- Task data
======

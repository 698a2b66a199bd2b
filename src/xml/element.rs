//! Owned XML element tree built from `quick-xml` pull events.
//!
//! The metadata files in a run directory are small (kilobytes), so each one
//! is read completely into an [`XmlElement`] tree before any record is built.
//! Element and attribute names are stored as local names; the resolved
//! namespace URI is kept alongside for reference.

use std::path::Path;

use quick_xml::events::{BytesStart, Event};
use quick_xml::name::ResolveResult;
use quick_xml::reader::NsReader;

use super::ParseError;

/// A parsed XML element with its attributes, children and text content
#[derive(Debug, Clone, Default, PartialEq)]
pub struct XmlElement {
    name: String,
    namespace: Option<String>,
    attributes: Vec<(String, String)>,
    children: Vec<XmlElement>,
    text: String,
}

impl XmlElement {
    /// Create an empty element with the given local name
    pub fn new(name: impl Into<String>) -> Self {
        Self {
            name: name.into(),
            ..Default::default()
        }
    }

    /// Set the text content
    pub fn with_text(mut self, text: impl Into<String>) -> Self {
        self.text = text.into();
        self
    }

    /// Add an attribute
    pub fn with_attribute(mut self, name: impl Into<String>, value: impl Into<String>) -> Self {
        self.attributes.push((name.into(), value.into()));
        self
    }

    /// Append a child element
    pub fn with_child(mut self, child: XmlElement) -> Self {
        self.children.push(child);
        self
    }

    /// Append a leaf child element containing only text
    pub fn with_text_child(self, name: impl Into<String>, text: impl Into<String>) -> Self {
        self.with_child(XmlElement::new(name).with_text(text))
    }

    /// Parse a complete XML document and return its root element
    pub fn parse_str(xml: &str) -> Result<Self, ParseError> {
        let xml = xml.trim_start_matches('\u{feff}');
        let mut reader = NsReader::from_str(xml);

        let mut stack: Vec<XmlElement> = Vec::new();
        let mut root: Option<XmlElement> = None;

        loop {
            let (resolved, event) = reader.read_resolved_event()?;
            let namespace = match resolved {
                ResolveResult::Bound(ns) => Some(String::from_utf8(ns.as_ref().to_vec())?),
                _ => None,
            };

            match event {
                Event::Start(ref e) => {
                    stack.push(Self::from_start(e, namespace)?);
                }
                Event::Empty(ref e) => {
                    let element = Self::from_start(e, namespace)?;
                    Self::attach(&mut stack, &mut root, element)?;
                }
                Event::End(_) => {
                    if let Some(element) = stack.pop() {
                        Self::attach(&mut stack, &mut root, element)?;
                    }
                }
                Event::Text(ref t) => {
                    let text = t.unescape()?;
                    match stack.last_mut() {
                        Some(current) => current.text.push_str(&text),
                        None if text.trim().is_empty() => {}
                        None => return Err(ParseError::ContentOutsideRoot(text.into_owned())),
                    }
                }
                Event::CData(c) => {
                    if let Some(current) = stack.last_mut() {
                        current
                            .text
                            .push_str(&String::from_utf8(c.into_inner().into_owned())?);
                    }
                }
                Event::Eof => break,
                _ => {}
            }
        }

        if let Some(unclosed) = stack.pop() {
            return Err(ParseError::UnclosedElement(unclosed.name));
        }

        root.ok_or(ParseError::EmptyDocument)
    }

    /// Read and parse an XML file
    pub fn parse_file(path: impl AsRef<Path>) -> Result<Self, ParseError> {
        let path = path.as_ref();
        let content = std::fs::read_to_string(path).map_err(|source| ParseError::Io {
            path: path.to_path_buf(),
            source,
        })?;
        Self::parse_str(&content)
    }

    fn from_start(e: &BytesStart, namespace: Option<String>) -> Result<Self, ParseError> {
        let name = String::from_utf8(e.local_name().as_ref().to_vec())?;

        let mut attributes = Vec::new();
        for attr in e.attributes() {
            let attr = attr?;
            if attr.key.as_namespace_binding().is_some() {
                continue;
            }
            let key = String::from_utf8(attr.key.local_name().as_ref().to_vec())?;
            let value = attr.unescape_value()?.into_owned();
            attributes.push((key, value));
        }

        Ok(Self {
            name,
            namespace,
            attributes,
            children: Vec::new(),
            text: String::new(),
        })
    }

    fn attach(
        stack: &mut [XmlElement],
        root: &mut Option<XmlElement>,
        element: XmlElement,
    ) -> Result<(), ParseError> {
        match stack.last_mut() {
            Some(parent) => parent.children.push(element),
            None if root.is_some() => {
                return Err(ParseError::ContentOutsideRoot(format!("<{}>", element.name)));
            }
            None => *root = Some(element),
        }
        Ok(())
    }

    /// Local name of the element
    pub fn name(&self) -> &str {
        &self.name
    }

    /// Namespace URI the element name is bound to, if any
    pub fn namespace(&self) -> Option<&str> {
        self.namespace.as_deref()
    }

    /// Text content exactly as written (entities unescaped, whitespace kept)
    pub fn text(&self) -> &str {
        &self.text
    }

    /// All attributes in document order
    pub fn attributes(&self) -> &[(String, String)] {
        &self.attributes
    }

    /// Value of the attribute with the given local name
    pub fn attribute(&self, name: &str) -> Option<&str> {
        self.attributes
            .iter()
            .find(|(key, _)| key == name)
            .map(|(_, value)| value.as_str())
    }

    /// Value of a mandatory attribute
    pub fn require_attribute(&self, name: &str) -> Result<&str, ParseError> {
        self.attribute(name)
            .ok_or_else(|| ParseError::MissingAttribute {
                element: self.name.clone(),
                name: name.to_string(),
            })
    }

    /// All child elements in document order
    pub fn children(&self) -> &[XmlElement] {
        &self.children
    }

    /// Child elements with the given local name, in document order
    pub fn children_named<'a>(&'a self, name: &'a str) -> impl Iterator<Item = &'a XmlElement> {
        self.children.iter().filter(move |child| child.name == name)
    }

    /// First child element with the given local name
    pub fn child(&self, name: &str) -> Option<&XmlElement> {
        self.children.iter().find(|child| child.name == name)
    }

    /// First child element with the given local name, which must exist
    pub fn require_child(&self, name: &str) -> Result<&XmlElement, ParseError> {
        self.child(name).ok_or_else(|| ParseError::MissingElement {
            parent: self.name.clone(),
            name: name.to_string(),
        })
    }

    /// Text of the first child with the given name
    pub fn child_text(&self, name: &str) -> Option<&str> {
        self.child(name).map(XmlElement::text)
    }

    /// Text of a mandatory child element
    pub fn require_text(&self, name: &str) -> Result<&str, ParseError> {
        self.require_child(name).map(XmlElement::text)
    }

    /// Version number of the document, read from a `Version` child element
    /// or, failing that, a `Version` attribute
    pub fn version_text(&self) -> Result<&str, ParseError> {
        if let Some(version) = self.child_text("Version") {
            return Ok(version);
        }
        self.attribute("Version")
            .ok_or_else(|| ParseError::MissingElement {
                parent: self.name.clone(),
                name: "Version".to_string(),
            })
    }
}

======

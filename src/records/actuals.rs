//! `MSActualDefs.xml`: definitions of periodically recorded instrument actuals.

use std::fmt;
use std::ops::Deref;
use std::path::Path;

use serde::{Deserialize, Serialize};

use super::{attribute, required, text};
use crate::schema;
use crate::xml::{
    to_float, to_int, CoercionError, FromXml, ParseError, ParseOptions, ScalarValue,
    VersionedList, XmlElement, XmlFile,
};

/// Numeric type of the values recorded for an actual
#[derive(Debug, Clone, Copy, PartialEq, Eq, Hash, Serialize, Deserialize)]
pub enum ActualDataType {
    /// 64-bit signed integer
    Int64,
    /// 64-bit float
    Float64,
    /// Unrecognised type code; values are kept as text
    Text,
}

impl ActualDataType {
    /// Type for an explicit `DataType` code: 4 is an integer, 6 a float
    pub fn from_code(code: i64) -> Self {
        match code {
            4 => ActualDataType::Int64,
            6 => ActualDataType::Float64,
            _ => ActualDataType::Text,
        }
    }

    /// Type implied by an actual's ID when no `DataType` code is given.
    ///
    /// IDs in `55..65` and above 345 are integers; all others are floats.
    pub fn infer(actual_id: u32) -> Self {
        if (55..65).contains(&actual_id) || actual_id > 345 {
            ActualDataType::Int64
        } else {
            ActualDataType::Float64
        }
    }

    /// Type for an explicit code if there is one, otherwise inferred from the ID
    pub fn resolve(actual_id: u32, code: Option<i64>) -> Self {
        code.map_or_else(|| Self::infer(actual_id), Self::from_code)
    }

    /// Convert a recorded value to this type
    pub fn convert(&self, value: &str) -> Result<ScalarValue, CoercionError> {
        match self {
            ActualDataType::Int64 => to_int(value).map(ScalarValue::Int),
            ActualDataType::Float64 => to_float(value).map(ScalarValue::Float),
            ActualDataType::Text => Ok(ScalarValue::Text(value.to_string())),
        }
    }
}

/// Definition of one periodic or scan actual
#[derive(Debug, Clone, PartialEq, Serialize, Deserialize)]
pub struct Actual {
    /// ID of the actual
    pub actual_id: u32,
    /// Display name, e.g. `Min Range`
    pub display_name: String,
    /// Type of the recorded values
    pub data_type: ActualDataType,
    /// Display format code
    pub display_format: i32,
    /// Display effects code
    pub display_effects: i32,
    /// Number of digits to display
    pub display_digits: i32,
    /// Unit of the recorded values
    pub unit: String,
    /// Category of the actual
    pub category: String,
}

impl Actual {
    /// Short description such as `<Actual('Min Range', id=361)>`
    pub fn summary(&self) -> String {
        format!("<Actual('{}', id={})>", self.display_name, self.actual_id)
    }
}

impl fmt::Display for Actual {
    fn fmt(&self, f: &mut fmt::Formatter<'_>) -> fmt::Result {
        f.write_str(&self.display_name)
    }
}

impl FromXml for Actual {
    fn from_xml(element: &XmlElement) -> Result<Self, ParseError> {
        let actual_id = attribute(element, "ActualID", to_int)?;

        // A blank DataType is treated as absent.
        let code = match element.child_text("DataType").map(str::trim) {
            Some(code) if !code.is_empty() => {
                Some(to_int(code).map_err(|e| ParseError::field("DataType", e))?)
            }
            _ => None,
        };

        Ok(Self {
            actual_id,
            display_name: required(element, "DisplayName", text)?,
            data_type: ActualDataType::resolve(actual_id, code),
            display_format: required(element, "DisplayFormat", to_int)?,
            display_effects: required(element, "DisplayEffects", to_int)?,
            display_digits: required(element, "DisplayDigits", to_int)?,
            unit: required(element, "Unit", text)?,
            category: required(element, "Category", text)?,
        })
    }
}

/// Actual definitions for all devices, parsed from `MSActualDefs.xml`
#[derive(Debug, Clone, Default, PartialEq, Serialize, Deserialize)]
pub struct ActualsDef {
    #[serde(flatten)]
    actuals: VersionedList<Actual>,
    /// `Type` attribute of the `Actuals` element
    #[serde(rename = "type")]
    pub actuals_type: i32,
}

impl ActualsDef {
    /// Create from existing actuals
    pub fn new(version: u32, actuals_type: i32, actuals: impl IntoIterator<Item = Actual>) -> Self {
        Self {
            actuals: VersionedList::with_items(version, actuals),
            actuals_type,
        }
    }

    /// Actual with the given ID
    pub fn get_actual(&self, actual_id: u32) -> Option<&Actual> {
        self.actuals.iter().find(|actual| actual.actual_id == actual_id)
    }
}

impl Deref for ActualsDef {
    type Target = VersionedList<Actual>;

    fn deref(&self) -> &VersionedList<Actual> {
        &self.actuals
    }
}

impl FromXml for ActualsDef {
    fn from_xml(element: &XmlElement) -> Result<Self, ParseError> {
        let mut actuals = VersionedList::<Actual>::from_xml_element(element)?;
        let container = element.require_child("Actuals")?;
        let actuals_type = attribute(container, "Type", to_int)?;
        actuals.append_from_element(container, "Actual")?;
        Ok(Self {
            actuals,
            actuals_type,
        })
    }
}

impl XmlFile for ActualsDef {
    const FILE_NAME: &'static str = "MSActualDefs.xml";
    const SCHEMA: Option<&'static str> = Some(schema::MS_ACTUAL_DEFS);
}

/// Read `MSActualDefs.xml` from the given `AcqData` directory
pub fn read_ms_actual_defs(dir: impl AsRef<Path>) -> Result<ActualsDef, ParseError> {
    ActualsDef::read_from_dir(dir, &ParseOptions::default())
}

======

- Task goal
Reproduce, exactly as they stand in the data above, the lines from the one that holds "filename src/xml/element.rs" to the one that holds "empty element with the given local name", inclusive.

- Response to the task
filename src/xml/element.rs
//! Owned XML element tree built from `quick-xml` pull events.
//!
//! The metadata files in a run directory are small (kilobytes), so each one
//! is read completely into an [`XmlElement`] tree before any record is built.
//! Element and attribute names are stored as local names; the resolved
//! namespace URI is kept alongside for reference.

use std::path::Path;

use quick_xml::events::{BytesStart, Event};
use quick_xml::name::ResolveResult;
use quick_xml::reader::NsReader;

use super::ParseError;

/// A parsed XML element with its attributes, children and text content
#[derive(Debug, Clone, Default, PartialEq)]
pub struct XmlElement {
    name: String,
    namespace: Option<String>,
    attributes: Vec<(String, String)>,
    children: Vec<XmlElement>,
    text: String,
}

impl XmlElement {
    /// Create an empty element with the given local name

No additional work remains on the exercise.